Indeed, the Code not only authorizes the chapter 11 debtor to manage the estate's legal claims, but in fact requires the debtor to do so in a way that maximizes the estate's value. Under the Code, the debtor-in-possession is held “accountable for all property [of the estate] received.” 11 U.S.C. § 1106(a)(1) (incorporating § 704(2)). Property of the estate for which the debtor is held accountable includes, inter alia, “all legal or equitable interests of the debtor ․ as of the commencement of the case,” id. § 541(a)(1), such as valuable causes of action, see United States v. Whiting Pools, Inc., 462 U.S. 198, 205 & n. 9, 103 S.Ct. 2309, 76 L.Ed.2d 515 (1983), as well as “[p]roceeds, product, offspring, rents, or profits of or from property of the estate,” 11 U.S.C. § 541(a)(6). Courts therefore have interpreted § 1106(a)(1) to include “the duty to appear and prosecute, or defend against, any cause of action on behalf of the estate” that may benefit or adversely affect the property of the debtor's estate. 7 Collier ¶ 1107.02 [a]; see also Gramil Weaving Corp. v. Raindeer Fabrics, Inc., 185 F.2d 537, 540 (2d Cir.1950) (directing debtor-in-possession to defend against claims against the estate). In making the debtor-in-possession accountable for the estate's legal claims, Congress vested the debtor with the responsibility to determine how best to handle those claims.

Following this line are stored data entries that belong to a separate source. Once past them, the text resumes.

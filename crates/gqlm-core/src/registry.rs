//! Operation Registry: which operations belong to which client.
//!
//! Built incrementally while scanning documents, finalized before binding
//! generation, and consulted at runtime to route a call to the right
//! client. Insertion order is preserved per client and an operation name
//! belongs to exactly one client.
//!
//! # Examples
//!
//! ```
//! use gqlm_core::{ClientName, OperationName, OperationRegistry};
//!
//! let mut registry = OperationRegistry::new();
//! registry.add_client(ClientName::new("default"));
//! registry.add_client(ClientName::new("blog"));
//! registry.register(&ClientName::new("blog"), OperationName::new("GetPosts"));
//!
//! let owner = registry.resolve_client(&OperationName::new("GetPosts"));
//! assert_eq!(owner.as_str(), "blog");
//! ```

use crate::{ClientName, OperationName};
use serde_json::{Map, Value};

/// Mapping from client name to its ordered, duplicate-free operation list.
#[derive(Debug, Clone, Default, PartialEq, Eq)]
pub struct OperationRegistry {
    clients: Vec<(ClientName, Vec<OperationName>)>,
}

impl OperationRegistry {
    /// Creates an empty registry.
    #[must_use]
    pub fn new() -> Self {
        Self::default()
    }

    /// Registers a client with an empty operation list.
    ///
    /// Idempotent: re-adding an existing client is a no-op.
    pub fn add_client(&mut self, client: ClientName) {
        if !self.clients.iter().any(|(name, _)| *name == client) {
            self.clients.push((client, Vec::new()));
        }
    }

    /// Returns `true` if the client is known to the registry.
    #[must_use]
    pub fn has_client(&self, client: &ClientName) -> bool {
        self.clients.iter().any(|(name, _)| name == client)
    }

    /// Registers an operation under a client.
    ///
    /// Idempotent per client; an operation already owned by another client
    /// is not re-registered (first attribution wins), preserving the
    /// one-client-per-operation invariant.
    ///
    /// Returns `true` if the operation was newly recorded.
    pub fn register(&mut self, client: &ClientName, operation: OperationName) -> bool {
        if let Some(owner) = self.owner(&operation) {
            if owner != client {
                tracing::debug!(
                    operation = operation.as_str(),
                    owner = owner.as_str(),
                    rejected = client.as_str(),
                    "Operation already attributed; keeping first attribution"
                );
            }
            return false;
        }
        let Some((_, operations)) = self.clients.iter_mut().find(|(name, _)| name == client) else {
            return false;
        };
        operations.push(operation);
        true
    }

    /// Returns the client owning an operation, if any.
    #[must_use]
    pub fn owner(&self, operation: &OperationName) -> Option<&ClientName> {
        self.clients
            .iter()
            .find(|(_, operations)| operations.contains(operation))
            .map(|(name, _)| name)
    }

    /// Resolves which client services an operation, defaulting to
    /// `default` when the operation is not in any list.
    ///
    /// The default covers single-client setups where attribution was
    /// trivial and no list was populated.
    #[must_use]
    pub fn resolve_client(&self, operation: &OperationName) -> ClientName {
        self.owner(operation)
            .cloned()
            .unwrap_or_else(ClientName::default_client)
    }

    /// Returns the operation list for a client.
    #[must_use]
    pub fn operations(&self, client: &ClientName) -> &[OperationName] {
        self.clients
            .iter()
            .find(|(name, _)| name == client)
            .map_or(&[], |(_, operations)| operations.as_slice())
    }

    /// Iterates clients with their operation lists, in insertion order.
    pub fn iter(&self) -> impl Iterator<Item = (&ClientName, &[OperationName])> {
        self.clients
            .iter()
            .map(|(name, operations)| (name, operations.as_slice()))
    }

    /// Total operation count across all clients.
    #[must_use]
    pub fn len(&self) -> usize {
        self.clients.iter().map(|(_, operations)| operations.len()).sum()
    }

    /// Returns `true` if no operations are registered.
    #[must_use]
    pub fn is_empty(&self) -> bool {
        self.len() == 0
    }

    /// Renders the client→operations map as a JSON value, for embedding in
    /// the emitted bindings module.
    #[must_use]
    pub fn to_json(&self) -> Value {
        let mut map = Map::new();
        for (client, operations) in &self.clients {
            map.insert(
                client.as_str().to_string(),
                Value::Array(
                    operations
                        .iter()
                        .map(|op| Value::String(op.as_str().to_string()))
                        .collect(),
                ),
            );
        }
        Value::Object(map)
    }
}
//! Runtime dispatch for generated multi-client GraphQL bindings.
//!
//! This crate executes the operations the codegen pipeline attributed and
//! cataloged: a [`Session`] lazily initializes one transport per configured
//! client, routes each operation to its owning client through the
//! operation registry, and exposes patch-based setters for headers, auth
//! tokens, and CORS options.
//!
//! # Error handling
//!
//! Every failed dispatch is captured as a [`gqlm_core::ErrorRecord`] and
//! delivered to the single registered error handler; a handler registered
//! after a failure is caught up with the most recent record.

#![deny(unsafe_code)]
#![warn(missing_docs, missing_debug_implementations)]

mod client;
mod session;
mod state;

pub use client::{DispatchFailure, GqlClient};
pub use session::{
    ClientContext, ErrorHandler, OperationCatalog, OperationEntry, OperationKind, Session,
};
pub use state::RequestOptions;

Similarly, the debtor's duty to wisely manage the estate's legal claims is implicit in the debtor's role as the estate's only fiduciary.12 See Wolf v. Weinstein, 372 U.S. 633, 649-50, 83 S.Ct. 969, 10 L.Ed.2d 33 (1963) (observing that debtor-in-possession has fiduciary duty to the estate). As fiduciary, the debtor bears the burden of “maximiz[ing] the value of the estate,” Commodity Futures Trading Comm'n v. Weintraub, 471 U.S. 343, 352, 105 S.Ct. 1986, 85 L.Ed.2d 372 (1985), including the value of any legal claims. Courts have thus concluded that in some instances, fiduciary duty requires the chapter 11 debtor to pursue a cause of action, see Louisiana World Exposition v. Fed. Ins. Co., 858 F.2d 233, 246 (5th Cir.1988), but in other instances may require settlement, see In re Energy Coop., Inc., 886 F.2d 921, 927 (7th Cir.1989).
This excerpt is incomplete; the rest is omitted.